Ajinomoto builds up amino acid supplies

Related tags Amino acids Amino acid

In response to growing demand for amino acids, Japanese food
fermentation leader Ajinomoto ramps up production of amino acids
for food and pharmaceuticals, with a €40 million investment in a
new Brazilian plant.

The largest fermentation company in terms of volume, Ajinomoto said the new 4000 MT facility will initially produce four amino acid products: glutamine, valine, leucine and isoleucine.

In addition to supplying Latin America, Brazil will become Ajinomoto's largest export base for supplying amino acid raw materials around the world, the Japanese firm confirmed.

The new plant will have easy access to raw sugar derived from sugar cane, the major raw material in fermentation, said the company.

Ajinomoto dominates the amino acid market, with more than 25 per cent of the market for lysine alone and 30 per cent of the MSG. ADM and BASF also figure in the handful of players that dominate the landscape.

According to analysts BCC, amino acids is the second, and fastest growing category behind antibiotics in the €10.97 billion fermentation market, with strong growth of 7.2 per cent for the next four years.

Pitched at €10.97 billion in 2004, the global market for fermentation products, that includes enzymes, amino acids, citric acid and xanthan gum, is expected to rise by 4.8 per cent per year, to reach €13.6 billion in 2009.

Lysine and monosodium glutamate (MSG) are the largest products in this category, and the total market value for amino acids, including threonine and tryptophan, is estimated to be in the range of $3.5 billion (€2.68bn) in 2004.

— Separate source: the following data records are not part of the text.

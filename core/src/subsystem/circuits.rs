// Circuits subsystem: troubleshooting sessions ("wtf" circuits)
use serde_json::{json, Value};

use super::SubsystemClient;
use crate::channel::{ChannelName, ChannelRegistry};
use crate::correlation::PendingReply;
use crate::Result;

/// Request types understood by the counterpart on the circuits channel.
#[derive(Debug, Clone, Copy, PartialEq, Eq, Hash)]
pub enum CircuitRequest {
    LoadActiveCircuit,
    StartWtf,
    JoinWtf,
    LeaveWtf,
    SolveWtf,
    CancelWtf,
    PauseWtf,
    ResumeWtf,
    GetCircuitWithAllDetails,
    GetAllMyParticipatingCircuits,
}

impl CircuitRequest {
    pub fn as_str(self) -> &'static str {
        match self {
            CircuitRequest::LoadActiveCircuit => "load-active-circuit",
            CircuitRequest::StartWtf => "start-wtf",
            CircuitRequest::JoinWtf => "join-wtf",
            CircuitRequest::LeaveWtf => "leave-wtf",
            CircuitRequest::SolveWtf => "solve-wtf",
            CircuitRequest::CancelWtf => "cancel-wtf",
            CircuitRequest::PauseWtf => "pause-wtf",
            CircuitRequest::ResumeWtf => "resume-wtf",
            CircuitRequest::GetCircuitWithAllDetails => "get-circuit-with-all-details",
            CircuitRequest::GetAllMyParticipatingCircuits => "get-all-my-participating-circuits",
        }
    }
}

pub struct CircuitClient {
    inner: SubsystemClient,
}

impl CircuitClient {
    pub fn new(owner: impl Into<String>) -> Self {
        Self {
            inner: SubsystemClient::new(ChannelName::Circuits, owner),
        }
    }

    pub fn init(&self, channels: &ChannelRegistry) -> Result<()> {
        self.inner.init(channels)
    }

    pub fn subsystem(&self) -> &SubsystemClient {
        &self.inner
    }

    fn send(&self, request: CircuitRequest, payload: Value) -> Result<PendingReply> {
        self.inner.request(request.as_str(), payload)
    }

    pub fn load_active_circuit(&self) -> Result<PendingReply> {
        self.send(CircuitRequest::LoadActiveCircuit, json!({}))
    }

    pub fn start_wtf(&self) -> Result<PendingReply> {
        self.send(CircuitRequest::StartWtf, json!({}))
    }

    pub fn join_wtf(&self, circuit_name: &str) -> Result<PendingReply> {
        self.send(CircuitRequest::JoinWtf, json!({ "circuitName": circuit_name }))
    }

    pub fn leave_wtf(&self, circuit_name: &str) -> Result<PendingReply> {
        self.send(CircuitRequest::LeaveWtf, json!({ "circuitName": circuit_name }))
    }

    pub fn solve_wtf(&self, circuit_name: &str) -> Result<PendingReply> {
        self.send(CircuitRequest::SolveWtf, json!({ "circuitName": circuit_name }))
    }

    pub fn cancel_wtf(&self, circuit_name: &str) -> Result<PendingReply> {
        self.send(CircuitRequest::CancelWtf, json!({ "circuitName": circuit_name }))
    }

    pub fn pause_wtf(&self, circuit_name: &str) -> Result<PendingReply> {
        self.send(CircuitRequest::PauseWtf, json!({ "circuitName": circuit_name }))
    }

    pub fn resume_wtf(&self, circuit_name: &str) -> Result<PendingReply> {
        self.send(CircuitRequest::ResumeWtf, json!({ "circuitName": circuit_name }))
    }

    pub fn get_circuit_with_all_details(&self, circuit_name: &str) -> Result<PendingReply> {
        self.send(
            CircuitRequest::GetCircuitWithAllDetails,
            json!({ "circuitName": circuit_name }),
        )
    }

    pub fn get_all_my_participating_circuits(&self) -> Result<PendingReply> {
        self.send(CircuitRequest::GetAllMyParticipatingCircuits, json!({}))
    }
}
use std::fs;
use std::path::Path;
use std::time::Duration;

use serde::Deserialize;

use crate::{CourierError, Result};

/// Runtime configuration for a [`Courier`](crate::Courier).
///
/// Neither timeout is set by default: requests wait for their reply
/// indefinitely and nothing is swept.
#[derive(Clone, Debug, PartialEq, Eq)]
pub struct CourierConfig {
    /// Owner name recorded on every channel binding (diagnostics only)
    pub owner: String,
    /// Applied by `Courier::resolve`; `None` waits forever
    pub reply_timeout_ms: Option<u64>,
    /// Age after which `Courier::sweep_expired` drops a pending request
    pub pending_max_age_ms: Option<u64>,
    /// `tracing_subscriber::EnvFilter` directive
    pub log_filter: String,
}

impl Default for CourierConfig {
    fn default() -> Self {
        Self {
            owner: "renderer".to_string(),
            reply_timeout_ms: None,
            pending_max_age_ms: None,
            log_filter: "info".to_string(),
        }
    }
}

impl CourierConfig {
    /// Defaults overlaid with `COURIER_*` environment variables.
    pub fn from_env() -> Self {
        let default = Self::default();
        Self {
            owner: std::env::var("COURIER_OWNER")
                .ok()
                .filter(|s| !s.is_empty())
                .unwrap_or(default.owner),
            reply_timeout_ms: std::env::var("COURIER_REPLY_TIMEOUT_MS")
                .ok()
                .and_then(|v| v.parse::<u64>().ok())
                .filter(|ms| *ms > 0),
            pending_max_age_ms: std::env::var("COURIER_PENDING_MAX_AGE_MS")
                .ok()
                .and_then(|v| v.parse::<u64>().ok())
                .filter(|ms| *ms > 0),
            log_filter: std::env::var("COURIER_LOG")
                .ok()
                .filter(|s| !s.is_empty())
                .unwrap_or(default.log_filter),
        }
    }

    /// Load from a TOML file (path via `COURIER_CONFIG` or `./courier.toml`)
    /// on top of [`from_env`](Self::from_env). A missing file is not an error.
    pub fn load() -> Result<Self> {
        let path = std::env::var("COURIER_CONFIG").unwrap_or_else(|_| "courier.toml".into());
        Self::load_from(Path::new(&path))
    }

    pub fn load_from(path: &Path) -> Result<Self> {
        let base = Self::from_env();
        if !path.exists() {
            tracing::debug!(target: "courier", path = %path.display(), "No TOML config found; using defaults/env");
            return Ok(base);
        }
        let raw = fs::read_to_string(path)?;
        Self::from_toml_str(&raw, base)
    }

    /// Overlay the keys present in `raw` onto `base`.
    pub fn from_toml_str(raw: &str, base: Self) -> Result<Self> {
        let file: CourierToml =
            toml::from_str(raw).map_err(|e| CourierError::Config(e.to_string()))?;
        Ok(file.overlay(base))
    }

    pub fn reply_timeout(&self) -> Option<Duration> {
        self.reply_timeout_ms.map(Duration::from_millis)
    }

    pub fn pending_max_age(&self) -> Option<Duration> {
        self.pending_max_age_ms.map(Duration::from_millis)
    }
}

#[derive(Debug, Default, Deserialize)]
#[serde(deny_unknown_fields)]
struct CourierToml {
    owner: Option<String>,
    reply_timeout_ms: Option<u64>,
    pending_max_age_ms: Option<u64>,
    log_filter: Option<String>,
}

impl CourierToml {
    fn overlay(self, mut base: CourierConfig) -> CourierConfig {
        if let Some(owner) = self.owner {
            base.owner = owner;
        }
        if let Some(ms) = self.reply_timeout_ms {
            base.reply_timeout_ms = (ms > 0).then_some(ms);
        }
        if let Some(ms) = self.pending_max_age_ms {
            base.pending_max_age_ms = (ms > 0).then_some(ms);
        }
        if let Some(filter) = self.log_filter {
            base.log_filter = filter;
        }
        base
    }
}
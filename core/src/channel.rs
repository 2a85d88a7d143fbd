// Channel bindings: one per named subsystem channel
use std::fmt;
use std::str::FromStr;
use std::sync::atomic::{AtomicU64, Ordering};
use std::sync::{Arc, Mutex, PoisonError};

use dashmap::DashMap;
use serde::{Deserialize, Serialize};
use tracing::{debug, info, trace, warn};

use crate::envelope::{InboundEvent, ReplyEnvelope, RequestEnvelope};
use crate::transport::{ChannelHandle, InboundHandler, Transport};
use crate::{CourierError, Result};

/// The fixed set of channels shared with the counterpart process.
#[derive(Debug, Clone, Copy, PartialEq, Eq, Hash, PartialOrd, Ord, Serialize, Deserialize)]
#[serde(rename_all = "kebab-case")]
pub enum ChannelName {
    Circuits,
    Members,
    Hotkeys,
    Teams,
    Journal,
    Talk,
    Notifications,
}

impl ChannelName {
    pub const ALL: [ChannelName; 7] = [
        ChannelName::Circuits,
        ChannelName::Members,
        ChannelName::Hotkeys,
        ChannelName::Teams,
        ChannelName::Journal,
        ChannelName::Talk,
        ChannelName::Notifications,
    ];

    pub fn as_str(self) -> &'static str {
        match self {
            ChannelName::Circuits => "circuits",
            ChannelName::Members => "members",
            ChannelName::Hotkeys => "hotkeys",
            ChannelName::Teams => "teams",
            ChannelName::Journal => "journal",
            ChannelName::Talk => "talk",
            ChannelName::Notifications => "notifications",
        }
    }
}

impl fmt::Display for ChannelName {
    fn fmt(&self, f: &mut fmt::Formatter<'_>) -> fmt::Result {
        f.write_str(self.as_str())
    }
}

impl FromStr for ChannelName {
    type Err = CourierError;

    fn from_str(s: &str) -> Result<Self> {
        ChannelName::ALL
            .into_iter()
            .find(|name| name.as_str() == s)
            .ok_or_else(|| CourierError::UnknownChannel(s.to_string()))
    }
}

#[derive(Default)]
struct BindingCounters {
    sent: AtomicU64,
    received: AtomicU64,
    dropped: AtomicU64,
}

/// Snapshot of a binding's traffic counters.
#[derive(Debug, Clone, Copy, Default, PartialEq, Eq, Serialize, Deserialize)]
pub struct BindingStats {
    pub sent: u64,
    pub received: u64,
    pub dropped: u64,
}

/// Owns one named channel to the counterpart.
///
/// Sends go straight to the transport handle. Inbound envelopes are handed,
/// unfiltered, to the one handler given at construction; without a handler
/// they are counted and dropped.
pub struct ChannelBinding {
    name: ChannelName,
    owner: String,
    handle: Arc<dyn ChannelHandle>,
    handler: Option<Arc<dyn InboundHandler>>,
    counters: Arc<BindingCounters>,
}

// Handlers are compared by data pointer; vtables for one type may differ
// between codegen units.
fn handler_addr(handler: &Arc<dyn InboundHandler>) -> *const () {
    Arc::as_ptr(handler) as *const ()
}

impl ChannelBinding {
    fn bind(
        name: ChannelName,
        owner: String,
        handle: Arc<dyn ChannelHandle>,
        handler: Option<Arc<dyn InboundHandler>>,
    ) -> Self {
        let counters = Arc::new(BindingCounters::default());
        let dispatch = BindingDispatch {
            name,
            handler: handler.clone(),
            counters: Arc::clone(&counters),
        };
        handle.on_message(Arc::new(dispatch));
        Self {
            name,
            owner,
            handle,
            handler,
            counters,
        }
    }

    pub fn name(&self) -> ChannelName {
        self.name
    }

    pub fn owner(&self) -> &str {
        &self.owner
    }

    /// Whether inbound envelopes on this binding reach `target`.
    pub fn routes_to<T: InboundHandler>(&self, target: &T) -> bool {
        self.handler
            .as_ref()
            .is_some_and(|h| handler_addr(h) == target as *const T as *const ())
    }

    fn accepts(&self, handler: Option<&Arc<dyn InboundHandler>>) -> bool {
        match (handler, &self.handler) {
            (None, _) => true,
            (Some(new), Some(installed)) => handler_addr(new) == handler_addr(installed),
            (Some(_), None) => false,
        }
    }

    /// Hand an envelope to the transport. Best-effort, no delivery receipt.
    pub fn send(&self, envelope: &RequestEnvelope) -> Result<()> {
        debug!(
            target: "channel",
            channel = %self.name,
            owner = %self.owner,
            id = %envelope.id(),
            request_type = %envelope.request_type(),
            "Sending envelope"
        );
        self.handle.send(envelope.clone())?;
        self.counters.sent.fetch_add(1, Ordering::Relaxed);
        Ok(())
    }

    pub fn stats(&self) -> BindingStats {
        BindingStats {
            sent: self.counters.sent.load(Ordering::Relaxed),
            received: self.counters.received.load(Ordering::Relaxed),
            dropped: self.counters.dropped.load(Ordering::Relaxed),
        }
    }
}

impl fmt::Debug for ChannelBinding {
    fn fmt(&self, f: &mut fmt::Formatter<'_>) -> fmt::Result {
        f.debug_struct("ChannelBinding")
            .field("name", &self.name)
            .field("owner", &self.owner)
            .field("stats", &self.stats())
            .finish()
    }
}

// Installed on the transport handle in place of the caller's handler so the
// binding can count traffic and drop it when no handler was given.
struct BindingDispatch {
    name: ChannelName,
    handler: Option<Arc<dyn InboundHandler>>,
    counters: Arc<BindingCounters>,
}

impl InboundHandler for BindingDispatch {
    fn handle(&self, event: InboundEvent, reply: ReplyEnvelope) {
        match &self.handler {
            Some(handler) => {
                self.counters.received.fetch_add(1, Ordering::Relaxed);
                handler.handle(event, reply);
            }
            None => {
                self.counters.dropped.fetch_add(1, Ordering::Relaxed);
                trace!(target: "channel", channel = %self.name, id = %reply.id, "Dropped inbound envelope on send-only channel");
            }
        }
    }
}

/// Process-wide set of channel bindings, at most one per name.
pub struct ChannelRegistry {
    transport: Arc<dyn Transport>,
    bindings: DashMap<ChannelName, Arc<ChannelBinding>>,
    // Serializes first-time binding; lookups never take it.
    creating: Mutex<()>,
}

impl ChannelRegistry {
    pub fn new(transport: Arc<dyn Transport>) -> Self {
        Self {
            transport,
            bindings: DashMap::new(),
            creating: Mutex::new(()),
        }
    }

    /// Create the binding for `name`, or return the existing one.
    ///
    /// Only the first call registers with the transport and installs
    /// `handler`. A later call may pass `None` or the handler already
    /// installed; any other handler fails with
    /// [`CourierError::ChannelAlreadyBound`], since inbound messages are
    /// never delivered to two listeners.
    ///
    /// The transport is called without holding a lock on the binding map,
    /// so a handler run synchronously from `on_message` may call
    /// [`get`](Self::get). It must not call `create_channel`.
    pub fn create_channel(
        &self,
        name: ChannelName,
        owner: &str,
        handler: Option<Arc<dyn InboundHandler>>,
    ) -> Result<Arc<ChannelBinding>> {
        if let Some(existing) = self.get(name) {
            return Self::reuse(existing, owner, handler.as_ref());
        }

        let _creating = self
            .creating
            .lock()
            .unwrap_or_else(PoisonError::into_inner);
        if let Some(existing) = self.get(name) {
            return Self::reuse(existing, owner, handler.as_ref());
        }

        let handle = self.transport.register_channel(name)?;
        let binding = Arc::new(ChannelBinding::bind(
            name,
            owner.to_string(),
            handle,
            handler,
        ));
        self.bindings.insert(name, Arc::clone(&binding));
        info!(target: "channel", channel = %name, owner = %owner, "Channel bound");
        Ok(binding)
    }

    fn reuse(
        existing: Arc<ChannelBinding>,
        owner: &str,
        handler: Option<&Arc<dyn InboundHandler>>,
    ) -> Result<Arc<ChannelBinding>> {
        if !existing.accepts(handler) {
            warn!(
                target: "channel",
                channel = %existing.name(),
                owner = %owner,
                bound_by = %existing.owner(),
                "Channel already bound to another handler"
            );
            return Err(CourierError::ChannelAlreadyBound {
                channel: existing.name(),
                bound_by: existing.owner().to_string(),
            });
        }
        debug!(
            target: "channel",
            channel = %existing.name(),
            owner = %owner,
            bound_by = %existing.owner(),
            "Channel already bound; reusing binding"
        );
        Ok(existing)
    }

    /// Like [`create_channel`](Self::create_channel) but from a raw name.
    /// Unknown names fail with [`CourierError::UnknownChannel`] and register
    /// nothing.
    pub fn create_channel_named(
        &self,
        name: &str,
        owner: &str,
        handler: Option<Arc<dyn InboundHandler>>,
    ) -> Result<Arc<ChannelBinding>> {
        let name: ChannelName = name.parse()?;
        self.create_channel(name, owner, handler)
    }

    pub fn get(&self, name: ChannelName) -> Option<Arc<ChannelBinding>> {
        self.bindings.get(&name).map(|b| Arc::clone(b.value()))
    }

    pub fn len(&self) -> usize {
        self.bindings.len()
    }

    pub fn is_empty(&self) -> bool {
        self.bindings.is_empty()
    }
}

Due to increasing consumption, but also expected price increases for the products, the market in 2009 is expected to rise to about $5 billion.

"Demand for lysine, a key feed ingredient, and MSG continue to drive demand for amino acids. At about one million tons, MSG sees strong volumes, mostly pulling from Asia,"​analyst Ulrich März explains to FoodNavigator.com.

Ajinomoto claims, in addition to their conventional use as raw materials for infusions and medical foods, pharmaceutical- and food-use amino acids have found an increasing number of applications in strengthening immune functions, alleviating symptoms of nervous disorders, and in drug discovery research.

The market for amino acids for beverages, health foods and supplements has also expanded in the last several years, with global demand pitched at about 17,000 tons.

Glutamine, used in sports nutrition, and branch chain amino acids (valine, leucine and isoleucine) used for maintaining and building skeletal muscle, are particularly strong in these growing markets.

The new plant in Limeira, Brazil, the ninth amino acid facility for Ajinomoto, is slated for completion by the second half of 2005.